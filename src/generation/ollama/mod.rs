#[cfg(test)]
mod tests;

use anyhow::Context;
use serde::{Deserialize, Serialize};
use std::time::Duration;
use tracing::debug;
use url::Url;

use super::{GenerationProvider, render_prompt};
use crate::config::{GenerationConfig, ProviderBackend};
use crate::embeddings::ProviderIdentity;
use crate::http::{build_agent, post_json};
use crate::{QaError, Result};

/// Text generation through a local Ollama runtime (`/api/generate`)
#[derive(Debug, Clone)]
pub struct OllamaGenerator {
    base_url: Url,
    model: String,
    temperature: f32,
    max_tokens: u32,
    agent: ureq::Agent,
}

#[derive(Debug, Serialize)]
struct GenerateRequest<'a> {
    model: &'a str,
    prompt: String,
    stream: bool,
    options: GenerateOptions,
}

#[derive(Debug, Serialize)]
struct GenerateOptions {
    temperature: f32,
    num_predict: u32,
}

#[derive(Debug, Deserialize)]
struct GenerateResponse {
    response: String,
    #[serde(default)]
    done: bool,
}

impl OllamaGenerator {
    #[inline]
    pub fn new(config: &GenerationConfig) -> Result<Self> {
        let base_url = config
            .endpoint()
            .map_err(|e| QaError::Config(format!("Invalid Ollama URL: {}", e)))?;

        Ok(Self {
            base_url,
            model: config.model.clone(),
            temperature: config.temperature,
            max_tokens: config.max_tokens,
            agent: build_agent(Duration::from_secs(config.timeout_seconds)),
        })
    }

    fn request_completion(&self, prompt: String) -> anyhow::Result<String> {
        let url = self
            .base_url
            .join("api/generate")
            .context("Failed to build generate URL")?;

        let request = GenerateRequest {
            model: &self.model,
            prompt,
            stream: false,
            options: GenerateOptions {
                temperature: self.temperature,
                num_predict: self.max_tokens,
            },
        };

        let response: GenerateResponse =
            post_json(&self.agent, &url, None, &request).context("Failed to generate answer")?;

        if !response.done {
            debug!("Ollama reported an unfinished generation");
        }

        Ok(response.response)
    }
}

impl GenerationProvider for OllamaGenerator {
    #[inline]
    fn identity(&self) -> ProviderIdentity {
        ProviderIdentity {
            backend: ProviderBackend::Ollama,
            model: self.model.clone(),
        }
    }

    #[inline]
    fn generate(&self, context: &str, question: &str) -> Result<String> {
        debug!(
            "Generating answer with {} ({} chars of context)",
            self.model,
            context.len()
        );

        self.request_completion(render_prompt(context, question))
            .map(|answer| answer.trim().to_string())
            .map_err(|e| QaError::GenerationProvider(format!("{:#}", e)))
    }
}
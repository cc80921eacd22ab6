// Indexer module
// Turns an uploaded PDF into a persisted vector index


use chrono::Utc;
use std::path::Path;
use tracing::{debug, info};
use uuid::Uuid;

use crate::Result;
use crate::database::{IndexManifest, PageMetadata, PageRecord, VectorStore};
use crate::document::{PageUnit, load_pages};
use crate::embeddings::{EmbeddingProvider, check_batch};

/// A freshly built index, still holding its open store
#[derive(Debug)]
pub struct IndexHandle {
    pub page_count: usize,
    pub dimension: usize,
    pub store: VectorStore,
}

impl IndexHandle {
    #[inline]
    pub fn directory(&self) -> &Path {
        self.store.directory()
    }

    /// Drop the pages table and close the store. The directory is left on disk.
    #[inline]
    pub async fn release(self) -> Result<()> {
        debug!("Releasing index handle for {}", self.directory().display());
        self.store.release().await
    }
}

/// Build a persisted index of `document_path` in `persist_directory`.
///
/// Nothing is written until every page has been embedded, so a failed
/// embedding call leaves the directory untouched.
///
/// # Arguments
/// * `document_path` - PDF to index
/// * `persist_directory` - Directory receiving the LanceDB table and manifest
/// * `source_name` - Name recorded as the source of every page
/// * `embedder` - Provider used to embed page text
#[inline]
pub async fn build_index(
    document_path: &Path,
    persist_directory: &Path,
    source_name: &str,
    embedder: &dyn EmbeddingProvider,
) -> Result<IndexHandle> {
    let pages = load_pages(document_path, source_name)?;

    let texts: Vec<String> = pages.iter().map(|page| page.text.clone()).collect();
    info!(
        "Embedding {} pages of {} with {}",
        texts.len(),
        source_name,
        embedder.identity()
    );
    let vectors = embedder.embed_batch(&texts)?;
    check_batch(pages.len(), &vectors)?;

    // load_pages never returns an empty list, so the first vector exists
    let dimension = vectors.first().map_or(0, Vec::len);

    let store = VectorStore::create(persist_directory, dimension).await?;
    let records = page_records(&pages, vectors);
    let page_count = records.len();
    store.store_pages(records).await?;

    IndexManifest {
        dimension,
        source: source_name.to_string(),
        page_count,
        created_at: Utc::now(),
        embedding: embedder.identity(),
    }
    .write(persist_directory)?;

    info!(
        "Indexed {} pages ({} dimensions) into {}",
        page_count,
        dimension,
        persist_directory.display()
    );

    Ok(IndexHandle {
        page_count,
        dimension,
        store,
    })
}

fn page_records(pages: &[PageUnit], vectors: Vec<Vec<f32>>) -> Vec<PageRecord> {
    let created_at = Utc::now().to_rfc3339();
    pages
        .iter()
        .zip(vectors)
        .map(|(page, vector)| PageRecord {
            id: Uuid::new_v4().to_string(),
            vector,
            metadata: PageMetadata {
                page_id: page.page_id(),
                source: page.source.clone(),
                page: page.page,
                content: page.text.clone(),
                created_at: created_at.clone(),
            },
        })
        .collect()
}
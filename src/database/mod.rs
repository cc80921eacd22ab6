// Database module
// LanceDB vector storage for page embeddings, plus the manifest describing an index

pub mod lancedb;
pub mod manifest;

pub use self::lancedb::{PageMetadata, PageRecord, SearchResult, VectorStore};
pub use manifest::{IndexManifest, MANIFEST_FILE_NAME};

## TASK INSTRUCTIONS
Starting at the line above that contains "#[serde(default)]", repeat each line exactly up to and including the line that contains "use crate::Result;", and stop there.

## SOLUTION TO THE EXERCISE
    #[serde(default)]
    done: bool,
}

impl OllamaGenerator {
    #[inline]
    pub fn new(config: &GenerationConfig) -> Result<Self> {
        let base_url = config
            .endpoint()
            .map_err(|e| QaError::Config(format!("Invalid Ollama URL: {}", e)))?;

        Ok(Self {
            base_url,
            model: config.model.clone(),
            temperature: config.temperature,
            max_tokens: config.max_tokens,
            agent: build_agent(Duration::from_secs(config.timeout_seconds)),
        })
    }

    fn request_completion(&self, prompt: String) -> anyhow::Result<String> {
        let url = self
            .base_url
            .join("api/generate")
            .context("Failed to build generate URL")?;

        let request = GenerateRequest {
            model: &self.model,
            prompt,
            stream: false,
            options: GenerateOptions {
                temperature: self.temperature,
                num_predict: self.max_tokens,
            },
        };

        let response: GenerateResponse =
            post_json(&self.agent, &url, None, &request).context("Failed to generate answer")?;

        if !response.done {
            debug!("Ollama reported an unfinished generation");
        }

        Ok(response.response)
    }
}

impl GenerationProvider for OllamaGenerator {
    #[inline]
    fn identity(&self) -> ProviderIdentity {
        ProviderIdentity {
            backend: ProviderBackend::Ollama,
            model: self.model.clone(),
        }
    }

    #[inline]
    fn generate(&self, context: &str, question: &str) -> Result<String> {
        debug!(
            "Generating answer with {} ({} chars of context)",
            self.model,
            context.len()
        );

        self.request_completion(render_prompt(context, question))
            .map(|answer| answer.trim().to_string())
            .map_err(|e| QaError::GenerationProvider(format!("{:#}", e)))
    }
}
repository cc80921eacd22ab6
// Indexer module
// Turns an uploaded PDF into a persisted vector index


use chrono::Utc;
use std::path::Path;
use tracing::{debug, info};
use uuid::Uuid;

use crate::Result;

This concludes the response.